Problem statement ::
Using the data that follows, return exactly the lines from the one that contains "use std::cmp::Ordering;" through the one that contains "first mention wins", ends included.

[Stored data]
====

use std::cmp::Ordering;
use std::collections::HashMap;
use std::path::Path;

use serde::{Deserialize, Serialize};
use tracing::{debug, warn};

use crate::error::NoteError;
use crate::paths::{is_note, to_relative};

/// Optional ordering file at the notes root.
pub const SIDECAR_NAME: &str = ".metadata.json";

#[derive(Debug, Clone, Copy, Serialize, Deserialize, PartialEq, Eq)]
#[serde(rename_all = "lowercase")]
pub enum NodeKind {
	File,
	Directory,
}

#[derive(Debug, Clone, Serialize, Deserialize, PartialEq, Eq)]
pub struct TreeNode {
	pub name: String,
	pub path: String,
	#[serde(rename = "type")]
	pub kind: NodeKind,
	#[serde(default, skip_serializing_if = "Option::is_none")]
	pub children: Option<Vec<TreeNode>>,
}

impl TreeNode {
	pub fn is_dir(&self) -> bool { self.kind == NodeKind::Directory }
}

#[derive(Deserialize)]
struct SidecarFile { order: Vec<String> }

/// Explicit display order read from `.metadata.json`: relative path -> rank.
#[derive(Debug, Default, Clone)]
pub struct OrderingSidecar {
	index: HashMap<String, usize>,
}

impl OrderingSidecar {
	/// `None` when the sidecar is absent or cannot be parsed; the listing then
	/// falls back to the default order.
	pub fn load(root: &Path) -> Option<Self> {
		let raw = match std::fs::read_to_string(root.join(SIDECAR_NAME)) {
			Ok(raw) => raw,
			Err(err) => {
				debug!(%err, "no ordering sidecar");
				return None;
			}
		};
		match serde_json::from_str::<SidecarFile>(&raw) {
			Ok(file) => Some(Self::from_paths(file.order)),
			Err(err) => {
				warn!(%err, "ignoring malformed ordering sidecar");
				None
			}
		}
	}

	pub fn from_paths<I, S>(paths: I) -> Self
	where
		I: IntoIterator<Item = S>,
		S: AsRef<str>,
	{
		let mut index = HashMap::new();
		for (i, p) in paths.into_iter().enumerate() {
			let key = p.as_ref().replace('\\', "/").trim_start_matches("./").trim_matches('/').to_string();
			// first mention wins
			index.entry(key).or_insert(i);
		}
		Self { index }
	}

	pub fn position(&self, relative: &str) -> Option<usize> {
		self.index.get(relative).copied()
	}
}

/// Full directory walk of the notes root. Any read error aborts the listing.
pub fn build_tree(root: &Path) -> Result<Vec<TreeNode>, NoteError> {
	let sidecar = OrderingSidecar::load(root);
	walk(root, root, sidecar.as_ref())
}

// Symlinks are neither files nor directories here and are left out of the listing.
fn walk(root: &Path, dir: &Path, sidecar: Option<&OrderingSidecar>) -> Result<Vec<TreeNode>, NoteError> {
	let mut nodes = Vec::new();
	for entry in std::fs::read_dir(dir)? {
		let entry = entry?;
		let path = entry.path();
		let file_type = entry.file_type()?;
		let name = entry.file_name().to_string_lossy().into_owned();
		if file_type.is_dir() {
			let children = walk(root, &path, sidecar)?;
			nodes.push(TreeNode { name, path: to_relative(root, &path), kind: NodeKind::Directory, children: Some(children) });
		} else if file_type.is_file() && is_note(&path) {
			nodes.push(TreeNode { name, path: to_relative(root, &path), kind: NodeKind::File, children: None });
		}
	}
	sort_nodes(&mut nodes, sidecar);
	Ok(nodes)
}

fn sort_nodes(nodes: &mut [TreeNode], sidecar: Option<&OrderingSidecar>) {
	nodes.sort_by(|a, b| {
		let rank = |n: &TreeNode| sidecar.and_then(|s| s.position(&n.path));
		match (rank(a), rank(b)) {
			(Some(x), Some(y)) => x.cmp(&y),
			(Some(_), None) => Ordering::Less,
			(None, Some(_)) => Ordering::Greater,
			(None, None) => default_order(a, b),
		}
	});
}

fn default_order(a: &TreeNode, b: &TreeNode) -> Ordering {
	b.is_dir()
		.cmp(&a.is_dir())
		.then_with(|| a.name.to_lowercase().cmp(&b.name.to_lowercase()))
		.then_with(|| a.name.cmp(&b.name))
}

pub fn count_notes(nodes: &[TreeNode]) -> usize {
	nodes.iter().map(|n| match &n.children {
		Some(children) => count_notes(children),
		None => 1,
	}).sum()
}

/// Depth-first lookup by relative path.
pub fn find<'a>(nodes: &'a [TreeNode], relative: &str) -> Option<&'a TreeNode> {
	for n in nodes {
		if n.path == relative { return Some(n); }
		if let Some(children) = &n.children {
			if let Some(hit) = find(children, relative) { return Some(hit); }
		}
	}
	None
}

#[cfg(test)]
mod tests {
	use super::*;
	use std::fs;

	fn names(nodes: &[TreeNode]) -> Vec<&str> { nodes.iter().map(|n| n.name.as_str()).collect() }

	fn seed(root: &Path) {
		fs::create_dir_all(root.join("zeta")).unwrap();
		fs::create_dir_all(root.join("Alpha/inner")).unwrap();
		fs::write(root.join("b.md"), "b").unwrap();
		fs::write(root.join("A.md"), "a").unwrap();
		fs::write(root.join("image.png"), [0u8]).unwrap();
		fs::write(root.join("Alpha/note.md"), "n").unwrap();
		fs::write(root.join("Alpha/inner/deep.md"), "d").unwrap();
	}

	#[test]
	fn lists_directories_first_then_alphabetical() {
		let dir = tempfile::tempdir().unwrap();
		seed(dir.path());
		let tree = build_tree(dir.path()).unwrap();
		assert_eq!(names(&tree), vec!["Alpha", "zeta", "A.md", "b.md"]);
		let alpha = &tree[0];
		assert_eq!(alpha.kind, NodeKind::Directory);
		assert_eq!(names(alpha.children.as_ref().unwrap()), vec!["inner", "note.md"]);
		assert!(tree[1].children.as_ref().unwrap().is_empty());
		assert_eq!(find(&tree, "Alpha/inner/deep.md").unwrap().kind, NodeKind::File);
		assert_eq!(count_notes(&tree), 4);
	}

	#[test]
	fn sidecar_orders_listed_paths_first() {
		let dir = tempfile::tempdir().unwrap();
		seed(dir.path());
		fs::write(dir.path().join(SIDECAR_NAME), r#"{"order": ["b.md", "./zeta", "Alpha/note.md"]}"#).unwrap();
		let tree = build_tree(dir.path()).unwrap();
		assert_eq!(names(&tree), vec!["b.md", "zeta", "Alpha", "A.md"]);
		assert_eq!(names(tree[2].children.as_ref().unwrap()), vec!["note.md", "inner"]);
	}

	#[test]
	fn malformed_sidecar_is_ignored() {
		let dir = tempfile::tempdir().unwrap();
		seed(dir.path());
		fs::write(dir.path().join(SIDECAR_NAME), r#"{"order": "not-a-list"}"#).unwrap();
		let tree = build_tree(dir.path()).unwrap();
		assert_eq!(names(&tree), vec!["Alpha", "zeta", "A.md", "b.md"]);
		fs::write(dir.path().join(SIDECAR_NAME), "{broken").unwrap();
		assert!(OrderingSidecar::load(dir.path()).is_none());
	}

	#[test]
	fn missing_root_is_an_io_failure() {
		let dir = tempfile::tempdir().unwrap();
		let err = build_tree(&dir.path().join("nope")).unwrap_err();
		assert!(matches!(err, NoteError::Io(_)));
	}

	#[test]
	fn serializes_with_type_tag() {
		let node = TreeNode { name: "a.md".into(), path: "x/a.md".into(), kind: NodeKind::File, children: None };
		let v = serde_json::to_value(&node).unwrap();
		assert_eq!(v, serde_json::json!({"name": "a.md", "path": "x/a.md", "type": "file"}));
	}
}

====

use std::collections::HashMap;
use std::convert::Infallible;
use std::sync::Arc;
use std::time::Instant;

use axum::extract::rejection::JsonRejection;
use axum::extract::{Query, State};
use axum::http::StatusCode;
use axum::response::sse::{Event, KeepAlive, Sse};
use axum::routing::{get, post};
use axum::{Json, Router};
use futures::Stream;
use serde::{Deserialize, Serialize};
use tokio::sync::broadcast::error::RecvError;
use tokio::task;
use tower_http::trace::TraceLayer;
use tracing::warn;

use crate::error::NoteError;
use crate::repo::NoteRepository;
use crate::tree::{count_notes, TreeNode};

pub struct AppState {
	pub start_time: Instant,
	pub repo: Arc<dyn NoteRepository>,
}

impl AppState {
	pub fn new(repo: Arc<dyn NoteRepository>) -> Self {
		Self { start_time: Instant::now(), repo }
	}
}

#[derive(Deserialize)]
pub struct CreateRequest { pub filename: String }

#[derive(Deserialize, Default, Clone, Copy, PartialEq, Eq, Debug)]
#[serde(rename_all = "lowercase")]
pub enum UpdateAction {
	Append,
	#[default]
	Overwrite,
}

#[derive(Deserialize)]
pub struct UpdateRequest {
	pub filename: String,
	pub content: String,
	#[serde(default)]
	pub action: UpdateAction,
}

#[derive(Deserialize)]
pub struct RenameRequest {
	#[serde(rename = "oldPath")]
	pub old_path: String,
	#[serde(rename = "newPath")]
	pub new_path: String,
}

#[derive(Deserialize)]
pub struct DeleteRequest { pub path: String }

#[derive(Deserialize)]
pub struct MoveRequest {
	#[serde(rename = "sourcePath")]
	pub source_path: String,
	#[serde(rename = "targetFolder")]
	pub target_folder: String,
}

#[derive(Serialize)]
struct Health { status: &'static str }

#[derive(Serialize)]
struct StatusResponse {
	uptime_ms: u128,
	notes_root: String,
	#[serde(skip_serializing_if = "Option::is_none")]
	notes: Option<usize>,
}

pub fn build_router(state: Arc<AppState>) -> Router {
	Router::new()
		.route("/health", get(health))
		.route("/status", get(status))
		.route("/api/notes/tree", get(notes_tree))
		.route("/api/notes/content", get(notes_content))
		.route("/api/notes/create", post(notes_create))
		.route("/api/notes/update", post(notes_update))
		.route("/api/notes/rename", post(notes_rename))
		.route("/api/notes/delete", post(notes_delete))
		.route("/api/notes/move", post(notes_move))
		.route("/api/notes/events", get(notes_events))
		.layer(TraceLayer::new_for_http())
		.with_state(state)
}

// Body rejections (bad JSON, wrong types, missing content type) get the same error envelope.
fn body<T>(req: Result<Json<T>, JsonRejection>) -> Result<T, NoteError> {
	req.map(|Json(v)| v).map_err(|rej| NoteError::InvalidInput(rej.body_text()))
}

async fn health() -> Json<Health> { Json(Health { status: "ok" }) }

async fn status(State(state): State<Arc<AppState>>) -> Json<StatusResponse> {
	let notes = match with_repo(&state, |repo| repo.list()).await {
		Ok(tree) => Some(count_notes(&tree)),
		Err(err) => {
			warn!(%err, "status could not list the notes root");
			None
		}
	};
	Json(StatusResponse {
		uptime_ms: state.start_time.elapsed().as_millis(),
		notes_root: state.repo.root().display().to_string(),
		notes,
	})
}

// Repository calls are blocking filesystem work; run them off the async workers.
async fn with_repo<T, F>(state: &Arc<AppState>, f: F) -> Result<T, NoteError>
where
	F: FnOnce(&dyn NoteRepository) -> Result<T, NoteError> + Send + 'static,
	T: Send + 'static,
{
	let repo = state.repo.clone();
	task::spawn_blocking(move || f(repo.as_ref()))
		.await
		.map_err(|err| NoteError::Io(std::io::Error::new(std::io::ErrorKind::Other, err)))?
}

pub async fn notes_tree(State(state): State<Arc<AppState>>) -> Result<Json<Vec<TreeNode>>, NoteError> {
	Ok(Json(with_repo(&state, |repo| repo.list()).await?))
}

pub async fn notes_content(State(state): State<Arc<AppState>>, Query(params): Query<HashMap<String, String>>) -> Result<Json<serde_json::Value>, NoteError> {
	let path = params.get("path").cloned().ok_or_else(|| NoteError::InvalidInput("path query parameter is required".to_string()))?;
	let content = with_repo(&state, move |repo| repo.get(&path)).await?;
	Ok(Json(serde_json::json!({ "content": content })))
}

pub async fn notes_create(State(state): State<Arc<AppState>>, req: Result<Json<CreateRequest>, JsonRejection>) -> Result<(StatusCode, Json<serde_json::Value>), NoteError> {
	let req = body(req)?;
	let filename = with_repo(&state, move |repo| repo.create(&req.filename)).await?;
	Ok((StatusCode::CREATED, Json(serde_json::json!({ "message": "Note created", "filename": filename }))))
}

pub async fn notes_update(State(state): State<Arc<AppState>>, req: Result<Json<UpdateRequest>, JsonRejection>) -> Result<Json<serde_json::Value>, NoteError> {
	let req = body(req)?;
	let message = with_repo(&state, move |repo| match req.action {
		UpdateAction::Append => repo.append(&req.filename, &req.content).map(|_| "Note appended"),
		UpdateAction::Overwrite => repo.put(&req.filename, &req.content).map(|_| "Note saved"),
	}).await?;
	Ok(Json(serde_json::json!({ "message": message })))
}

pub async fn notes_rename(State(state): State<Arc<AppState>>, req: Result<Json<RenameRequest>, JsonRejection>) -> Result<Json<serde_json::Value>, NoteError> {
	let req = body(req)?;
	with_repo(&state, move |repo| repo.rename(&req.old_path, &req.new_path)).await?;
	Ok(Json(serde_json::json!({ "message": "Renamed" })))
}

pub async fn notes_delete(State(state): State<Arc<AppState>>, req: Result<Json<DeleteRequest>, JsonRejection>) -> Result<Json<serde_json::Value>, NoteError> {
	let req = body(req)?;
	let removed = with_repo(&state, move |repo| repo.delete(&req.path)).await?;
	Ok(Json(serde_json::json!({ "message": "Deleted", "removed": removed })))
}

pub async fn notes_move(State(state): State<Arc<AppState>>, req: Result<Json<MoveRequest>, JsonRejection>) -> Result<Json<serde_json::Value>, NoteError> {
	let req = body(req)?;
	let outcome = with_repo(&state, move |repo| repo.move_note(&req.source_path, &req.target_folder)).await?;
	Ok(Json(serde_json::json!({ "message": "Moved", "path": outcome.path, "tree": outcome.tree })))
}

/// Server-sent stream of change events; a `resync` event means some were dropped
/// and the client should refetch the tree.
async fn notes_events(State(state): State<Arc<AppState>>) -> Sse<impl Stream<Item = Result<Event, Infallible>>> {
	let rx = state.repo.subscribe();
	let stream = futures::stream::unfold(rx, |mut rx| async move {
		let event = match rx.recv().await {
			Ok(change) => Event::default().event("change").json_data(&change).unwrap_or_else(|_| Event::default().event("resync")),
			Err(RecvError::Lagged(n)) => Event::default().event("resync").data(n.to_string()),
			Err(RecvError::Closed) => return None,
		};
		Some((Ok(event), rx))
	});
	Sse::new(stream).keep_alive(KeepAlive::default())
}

====

Exercise solution ::
use std::cmp::Ordering;
use std::collections::HashMap;
use std::path::Path;

use serde::{Deserialize, Serialize};
use tracing::{debug, warn};

use crate::error::NoteError;
use crate::paths::{is_note, to_relative};

/// Optional ordering file at the notes root.
pub const SIDECAR_NAME: &str = ".metadata.json";

#[derive(Debug, Clone, Copy, Serialize, Deserialize, PartialEq, Eq)]
#[serde(rename_all = "lowercase")]
pub enum NodeKind {
	File,
	Directory,
}

#[derive(Debug, Clone, Serialize, Deserialize, PartialEq, Eq)]
pub struct TreeNode {
	pub name: String,
	pub path: String,
	#[serde(rename = "type")]
	pub kind: NodeKind,
	#[serde(default, skip_serializing_if = "Option::is_none")]
	pub children: Option<Vec<TreeNode>>,
}

impl TreeNode {
	pub fn is_dir(&self) -> bool { self.kind == NodeKind::Directory }
}

#[derive(Deserialize)]
struct SidecarFile { order: Vec<String> }

/// Explicit display order read from `.metadata.json`: relative path -> rank.
#[derive(Debug, Default, Clone)]
pub struct OrderingSidecar {
	index: HashMap<String, usize>,
}

impl OrderingSidecar {
	/// `None` when the sidecar is absent or cannot be parsed; the listing then
	/// falls back to the default order.
	pub fn load(root: &Path) -> Option<Self> {
		let raw = match std::fs::read_to_string(root.join(SIDECAR_NAME)) {
			Ok(raw) => raw,
			Err(err) => {
				debug!(%err, "no ordering sidecar");
				return None;
			}
		};
		match serde_json::from_str::<SidecarFile>(&raw) {
			Ok(file) => Some(Self::from_paths(file.order)),
			Err(err) => {
				warn!(%err, "ignoring malformed ordering sidecar");
				None
			}
		}
	}

	pub fn from_paths<I, S>(paths: I) -> Self
	where
		I: IntoIterator<Item = S>,
		S: AsRef<str>,
	{
		let mut index = HashMap::new();
		for (i, p) in paths.into_iter().enumerate() {
			let key = p.as_ref().replace('\\', "/").trim_start_matches("./").trim_matches('/').to_string();
			// first mention wins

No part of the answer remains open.